**Task brief:** Only a number is expected here: the count of lines in this data where "Result" occurs.

**Task input:**
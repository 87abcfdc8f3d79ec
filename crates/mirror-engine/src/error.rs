//! Error types for engine operations.

use thiserror::Error;

/// Result type for engine operations.
pub type EngineResult<T> = Result<T, EngineError>;

/// Errors surfaced by the engine.
///
/// Frame, tick and report calls never fail; these only come from
/// configuration, context-mode selection and state snapshots.
#[derive(Debug, Error)]
pub enum EngineError {
    #[error("Unknown context mode: {0}")]
    UnknownContextMode(String),

    #[error("Invalid engine config: {0}")]
    InvalidConfig(String),

    #[error("State snapshot error: {0}")]
    Snapshot(#[from] serde_json::Error),
}

impl EngineError {
    /// Create an invalid config error.
    pub fn invalid_config(message: impl Into<String>) -> Self {
        Self::InvalidConfig(message.into())
    }
}

impl From<mirror_models::ContextModeParseError> for EngineError {
    fn from(err: mirror_models::ContextModeParseError) -> Self {
        Self::UnknownContextMode(err.0)
    }
}
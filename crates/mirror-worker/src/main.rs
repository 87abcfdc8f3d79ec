//! Landmark replay worker binary.

use anyhow::Context;
use metrics_exporter_prometheus::PrometheusBuilder;
use tokio::io::BufReader;
use tracing::info;
use tracing_subscriber::{fmt, prelude::*, EnvFilter};

use mirror_engine::AnalysisEngine;
use mirror_worker::{run_replay, InputSource, SessionLogger, SessionReplay, StateStore, WorkerConfig};

fn init_tracing() -> anyhow::Result<()> {
    // Colored output for dev, JSON for production
    let use_json = std::env::var("LOG_FORMAT")
        .map(|v| v.to_lowercase() == "json")
        .unwrap_or(false);

    let env_filter = EnvFilter::from_default_env().add_directive("mirror=info".parse()?);

    // Logs go to stderr; stdout carries the JSON-lines output
    if use_json {
        tracing_subscriber::registry()
            .with(fmt::layer().json().with_writer(std::io::stderr))
            .with(env_filter)
            .init();
    } else {
        tracing_subscriber::registry()
            .with(
                fmt::layer()
                    .with_writer(std::io::stderr)
                    .with_ansi(true)
                    .with_target(true)
                    .with_thread_ids(false)
                    .with_file(false)
                    .with_line_number(false),
            )
            .with(env_filter)
            .init();
    }
    Ok(())
}

#[tokio::main]
async fn main() -> anyhow::Result<()> {
    // Load environment variables
    dotenvy::dotenv().ok();
    init_tracing()?;

    info!("Starting mirror-worker");

    let config = WorkerConfig::from_env();
    config.validate()?;
    info!("Worker config: {:?}", config);

    if let Some(addr) = config.metrics_addr {
        PrometheusBuilder::new()
            .with_http_listener(addr)
            .install()
            .context("Failed to install Prometheus exporter")?;
        info!(%addr, "Metrics listener started");
    }

    let mut engine = AnalysisEngine::from_env().context("Invalid engine configuration")?;
    engine.set_context_mode(config.context_mode);

    let store = config.state_path.clone().map(StateStore::new);
    if let Some(store) = &store {
        if let Some(state) = store.load().await.context("Failed to load session state")? {
            engine.restore_persistent_state(state);
        }
    }

    if config.auto_calibrate {
        engine.start_calibration();
    } else {
        engine.skip_calibration();
    }

    let logger = SessionLogger::new(&config.session_id, "replay");
    let replay = SessionReplay::new(engine, config.tick_interval_ms, logger);
    let stdout = tokio::io::stdout();

    let replay = match &config.input {
        InputSource::Stdin => run_replay(BufReader::new(tokio::io::stdin()), stdout, replay).await?,
        InputSource::File(path) => {
            let file = tokio::fs::File::open(path)
                .await
                .with_context(|| format!("Failed to open input {}", path.display()))?;
            run_replay(BufReader::new(file), stdout, replay).await?
        }
    };

    if let Some(store) = &store {
        store
            .save(&replay.engine().persistent_state())
            .await
            .context("Failed to save session state")?;
    }

    info!("Worker shutdown complete");
    Ok(())
}
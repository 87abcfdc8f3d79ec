//! Personal calibration baseline.

use schemars::JsonSchema;
use serde::{Deserialize, Serialize};

/// Default eye-aspect-ratio blink threshold before calibration.
pub const EAR_THRESH_DEFAULT: f64 = 0.18;

/// Default mouth-aspect-ratio yawn threshold.
pub const MAR_THRESH_DEFAULT: f64 = 0.40;

/// Default gaze off-center threshold before calibration.
pub const GAZE_OFF_THRESH_DEFAULT: f64 = 0.08;

/// Default head-yaw off-center threshold before calibration.
pub const HEAD_YAW_OFF_THRESH_DEFAULT: f64 = 0.15;

/// The calibration record every downstream component reads.
///
/// Created with defaults at startup, replaced wholesale when calibration
/// completes and nudged by drift correction during stable periods.
#[derive(Debug, Clone, Copy, PartialEq, Serialize, Deserialize, JsonSchema)]
pub struct Baseline {
    /// Median eye-aspect-ratio while looking at the screen
    pub ear_base: f64,
    /// Standard deviation of the calibration EAR samples
    pub ear_sd: f64,
    /// EAR below which a frame counts as "eyes closing"
    pub ear_thresh: f64,
    /// Blinks per minute at rest
    pub blink_rate_base: f64,
    /// Typical nose-tip speed (normalized units per second)
    pub head_jitter_base: f64,
    /// Typical gaze-proxy speed (units per second)
    pub gaze_jitter_base: f64,
    /// Gaze proxy value when looking at the screen
    pub gaze_center: f64,
    /// Forehead-to-chin distance
    pub face_size_base: f64,
    /// Nose-to-forehead vertical offset at rest
    pub down_head_base: f64,
    /// Head yaw at rest
    pub head_yaw_base: f64,
    /// Yaw deviation that counts as looking away
    pub head_yaw_off_threshold: f64,
    /// Gaze deviation that counts as looking away
    pub gaze_off_threshold: f64,
    /// MAR above which the mouth counts as open wide
    pub mar_thresh: f64,
    /// Filler words per minute while speaking (0 = unknown)
    pub filler_rate_base: f64,
}

impl Default for Baseline {
    fn default() -> Self {
        Self {
            ear_base: 0.25,
            ear_sd: 0.03,
            ear_thresh: EAR_THRESH_DEFAULT,
            blink_rate_base: 15.0,
            head_jitter_base: 0.02,
            gaze_jitter_base: 0.02,
            gaze_center: 0.0,
            face_size_base: 0.25,
            down_head_base: 0.0,
            head_yaw_base: 0.0,
            head_yaw_off_threshold: HEAD_YAW_OFF_THRESH_DEFAULT,
            gaze_off_threshold: GAZE_OFF_THRESH_DEFAULT,
            mar_thresh: MAR_THRESH_DEFAULT,
            filler_rate_base: 0.0,
        }
    }
}

impl Baseline {
    /// Blink threshold derived from the EAR distribution, floored at 0.12.
    pub fn derived_ear_thresh(ear_base: f64, ear_sd: f64) -> f64 {
        (ear_base - 2.0 * ear_sd).max(0.12)
    }
}
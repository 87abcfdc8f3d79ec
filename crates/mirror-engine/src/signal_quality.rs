//! Tracking reliability rating.

use mirror_models::{Baseline, SignalQuality};

use crate::stats::{clamp, penalty};

/// Rate this second's tracking from face presence, face-size stability
/// (a distance/lighting proxy) and head-motion stability.
pub fn compute(face_ratio: f64, face_size: f64, head_motion_ema: f64, baseline: &Baseline) -> SignalQuality {
    let q_face = clamp(face_ratio, 0.0, 1.0);
    let size_delta = (face_size - baseline.face_size_base).abs();
    let q_light = 1.0 - penalty(size_delta, 0.03, 0.12);
    let q_stability = 1.0
        - penalty(
            head_motion_ema,
            baseline.head_jitter_base * 1.2,
            baseline.head_jitter_base * 4.0,
        );
    let q_total = 100.0 * (0.5 * q_face + 0.3 * q_stability + 0.2 * q_light);

    SignalQuality {
        q_face,
        q_light,
        q_stability,
        q_total: clamp(q_total, 0.0, 100.0),
    }
}

#[cfg(test)]
mod tests {
    use super::*;

    #[test]
    fn test_steady_face_is_full_quality() {
        let baseline = Baseline::default();
        let q = compute(1.0, baseline.face_size_base, 0.0, &baseline);
        assert_eq!(q.q_total, 100.0);
    }

    #[test]
    fn test_no_face_halves_quality() {
        let baseline = Baseline::default();
        let q = compute(0.0, baseline.face_size_base, 0.0, &baseline);
        assert!((q.q_total - 50.0).abs() < 1e-9);
    }

    #[test]
    fn test_shaky_far_face_is_low_signal() {
        let baseline = Baseline::default();
        let q = compute(0.5, baseline.face_size_base - 0.2, 1.0, &baseline);
        assert_eq!(q.q_light, 0.0);
        assert_eq!(q.q_stability, 0.0);
        assert!(q.q_total < 50.0);
    }
}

**Output of the exercise:** 4